**ASSIGNMENT**
The job is to find each line of the records below that includes the word "LowSocial" and copy it.

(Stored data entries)
+--

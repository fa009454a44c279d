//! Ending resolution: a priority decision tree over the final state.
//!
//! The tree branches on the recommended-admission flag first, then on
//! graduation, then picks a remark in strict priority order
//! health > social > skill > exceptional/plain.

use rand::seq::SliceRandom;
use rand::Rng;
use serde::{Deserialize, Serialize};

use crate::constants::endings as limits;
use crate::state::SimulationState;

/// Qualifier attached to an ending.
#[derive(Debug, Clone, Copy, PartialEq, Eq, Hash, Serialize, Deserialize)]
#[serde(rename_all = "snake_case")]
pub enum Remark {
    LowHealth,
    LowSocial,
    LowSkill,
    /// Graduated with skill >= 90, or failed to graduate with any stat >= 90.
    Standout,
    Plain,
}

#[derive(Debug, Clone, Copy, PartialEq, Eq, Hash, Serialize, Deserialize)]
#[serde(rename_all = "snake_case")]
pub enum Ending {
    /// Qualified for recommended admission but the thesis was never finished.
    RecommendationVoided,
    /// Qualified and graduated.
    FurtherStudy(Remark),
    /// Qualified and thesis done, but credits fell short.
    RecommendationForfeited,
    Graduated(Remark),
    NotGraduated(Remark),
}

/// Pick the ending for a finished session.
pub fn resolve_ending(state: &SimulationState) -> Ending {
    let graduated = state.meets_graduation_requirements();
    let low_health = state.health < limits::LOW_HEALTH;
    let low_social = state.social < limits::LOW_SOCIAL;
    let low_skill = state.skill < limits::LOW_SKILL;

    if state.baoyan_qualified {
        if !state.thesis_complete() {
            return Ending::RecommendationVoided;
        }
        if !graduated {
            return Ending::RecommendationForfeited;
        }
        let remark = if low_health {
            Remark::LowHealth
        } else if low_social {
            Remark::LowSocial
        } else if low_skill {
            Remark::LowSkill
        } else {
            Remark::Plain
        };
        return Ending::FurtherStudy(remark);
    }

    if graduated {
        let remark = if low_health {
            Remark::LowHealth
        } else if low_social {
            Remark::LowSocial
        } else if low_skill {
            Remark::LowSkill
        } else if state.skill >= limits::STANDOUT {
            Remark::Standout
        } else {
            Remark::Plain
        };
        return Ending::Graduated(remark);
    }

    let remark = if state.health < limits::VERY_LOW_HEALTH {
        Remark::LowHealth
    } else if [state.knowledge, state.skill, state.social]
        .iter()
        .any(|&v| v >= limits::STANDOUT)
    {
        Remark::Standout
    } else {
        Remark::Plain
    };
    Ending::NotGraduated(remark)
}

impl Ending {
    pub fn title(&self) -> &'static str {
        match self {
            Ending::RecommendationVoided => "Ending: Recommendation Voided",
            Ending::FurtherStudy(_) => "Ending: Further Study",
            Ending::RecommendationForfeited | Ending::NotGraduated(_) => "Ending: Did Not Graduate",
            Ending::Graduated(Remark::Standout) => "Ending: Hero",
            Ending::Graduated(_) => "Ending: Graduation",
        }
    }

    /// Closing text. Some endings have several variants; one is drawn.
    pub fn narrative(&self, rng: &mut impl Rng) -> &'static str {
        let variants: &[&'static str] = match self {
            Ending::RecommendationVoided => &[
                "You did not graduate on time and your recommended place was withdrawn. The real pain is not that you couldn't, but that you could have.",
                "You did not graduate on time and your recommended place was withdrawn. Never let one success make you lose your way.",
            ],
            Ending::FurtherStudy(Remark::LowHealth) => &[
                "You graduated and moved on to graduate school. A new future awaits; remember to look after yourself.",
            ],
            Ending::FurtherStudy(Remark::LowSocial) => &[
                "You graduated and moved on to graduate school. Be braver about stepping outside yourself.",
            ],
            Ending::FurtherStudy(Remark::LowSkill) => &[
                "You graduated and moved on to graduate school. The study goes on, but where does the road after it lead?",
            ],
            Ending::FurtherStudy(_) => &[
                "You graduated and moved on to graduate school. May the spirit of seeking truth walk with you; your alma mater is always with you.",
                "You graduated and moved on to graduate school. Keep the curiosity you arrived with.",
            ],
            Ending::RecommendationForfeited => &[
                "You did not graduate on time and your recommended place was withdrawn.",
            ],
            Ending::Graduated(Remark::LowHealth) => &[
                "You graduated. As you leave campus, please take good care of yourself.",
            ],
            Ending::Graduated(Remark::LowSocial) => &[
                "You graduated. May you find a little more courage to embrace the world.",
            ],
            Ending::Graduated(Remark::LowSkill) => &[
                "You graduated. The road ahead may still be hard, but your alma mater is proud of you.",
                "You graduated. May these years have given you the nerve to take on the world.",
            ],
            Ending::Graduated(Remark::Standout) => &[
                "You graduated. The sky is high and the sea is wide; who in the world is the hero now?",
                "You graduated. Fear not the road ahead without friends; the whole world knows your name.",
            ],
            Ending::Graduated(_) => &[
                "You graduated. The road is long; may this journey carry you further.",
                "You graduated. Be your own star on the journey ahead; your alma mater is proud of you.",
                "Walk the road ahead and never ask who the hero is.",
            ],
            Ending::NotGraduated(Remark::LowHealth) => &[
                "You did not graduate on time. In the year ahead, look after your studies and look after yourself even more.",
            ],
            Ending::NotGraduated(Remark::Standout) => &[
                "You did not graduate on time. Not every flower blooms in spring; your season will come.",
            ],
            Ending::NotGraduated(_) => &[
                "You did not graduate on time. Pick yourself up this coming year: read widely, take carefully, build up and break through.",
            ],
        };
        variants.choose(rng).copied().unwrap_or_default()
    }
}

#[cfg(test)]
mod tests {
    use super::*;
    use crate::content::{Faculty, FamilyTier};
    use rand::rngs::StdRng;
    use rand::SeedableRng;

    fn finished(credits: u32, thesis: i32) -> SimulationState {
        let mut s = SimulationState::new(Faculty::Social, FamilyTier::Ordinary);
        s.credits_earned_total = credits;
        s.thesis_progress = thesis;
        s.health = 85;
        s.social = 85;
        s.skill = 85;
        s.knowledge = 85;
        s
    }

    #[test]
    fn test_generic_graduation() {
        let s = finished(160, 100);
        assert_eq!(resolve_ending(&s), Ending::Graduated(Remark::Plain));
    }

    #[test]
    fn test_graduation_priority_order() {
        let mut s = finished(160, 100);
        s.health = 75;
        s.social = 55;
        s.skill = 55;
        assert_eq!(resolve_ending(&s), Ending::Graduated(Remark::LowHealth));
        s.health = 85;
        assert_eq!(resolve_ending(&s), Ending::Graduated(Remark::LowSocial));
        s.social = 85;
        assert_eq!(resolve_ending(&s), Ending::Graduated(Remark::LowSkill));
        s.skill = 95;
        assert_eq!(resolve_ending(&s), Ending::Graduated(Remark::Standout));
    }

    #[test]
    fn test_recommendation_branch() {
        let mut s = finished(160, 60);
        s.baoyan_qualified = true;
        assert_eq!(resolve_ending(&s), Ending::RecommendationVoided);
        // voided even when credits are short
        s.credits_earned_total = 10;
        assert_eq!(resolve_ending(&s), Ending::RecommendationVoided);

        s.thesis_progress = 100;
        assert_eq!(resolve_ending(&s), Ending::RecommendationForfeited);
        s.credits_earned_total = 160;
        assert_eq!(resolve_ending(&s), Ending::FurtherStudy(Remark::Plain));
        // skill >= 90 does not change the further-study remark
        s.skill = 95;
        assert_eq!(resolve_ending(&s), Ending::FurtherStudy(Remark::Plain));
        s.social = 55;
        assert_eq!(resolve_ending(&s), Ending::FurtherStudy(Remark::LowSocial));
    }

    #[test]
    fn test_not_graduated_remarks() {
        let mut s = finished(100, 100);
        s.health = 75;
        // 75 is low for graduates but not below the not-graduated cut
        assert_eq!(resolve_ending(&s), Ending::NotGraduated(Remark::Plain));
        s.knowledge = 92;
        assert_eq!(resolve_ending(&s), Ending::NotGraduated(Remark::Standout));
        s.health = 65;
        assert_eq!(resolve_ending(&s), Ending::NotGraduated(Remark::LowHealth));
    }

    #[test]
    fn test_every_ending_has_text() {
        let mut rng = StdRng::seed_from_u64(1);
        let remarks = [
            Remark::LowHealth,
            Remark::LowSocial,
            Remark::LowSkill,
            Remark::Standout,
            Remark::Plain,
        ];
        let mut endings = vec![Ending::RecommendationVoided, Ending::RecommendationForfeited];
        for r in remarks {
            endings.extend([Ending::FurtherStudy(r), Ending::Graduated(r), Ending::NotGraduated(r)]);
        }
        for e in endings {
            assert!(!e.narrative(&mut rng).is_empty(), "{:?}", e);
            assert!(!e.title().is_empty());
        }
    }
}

+--

**RESPONSE TO THIS EXERCISE**
    LowSocial,
            Remark::LowSocial
            Remark::LowSocial
            Ending::FurtherStudy(Remark::LowSocial) => &[
            Ending::Graduated(Remark::LowSocial) => &[
        assert_eq!(resolve_ending(&s), Ending::Graduated(Remark::LowSocial));
        assert_eq!(resolve_ending(&s), Ending::FurtherStudy(Remark::LowSocial));
            Remark::LowSocial,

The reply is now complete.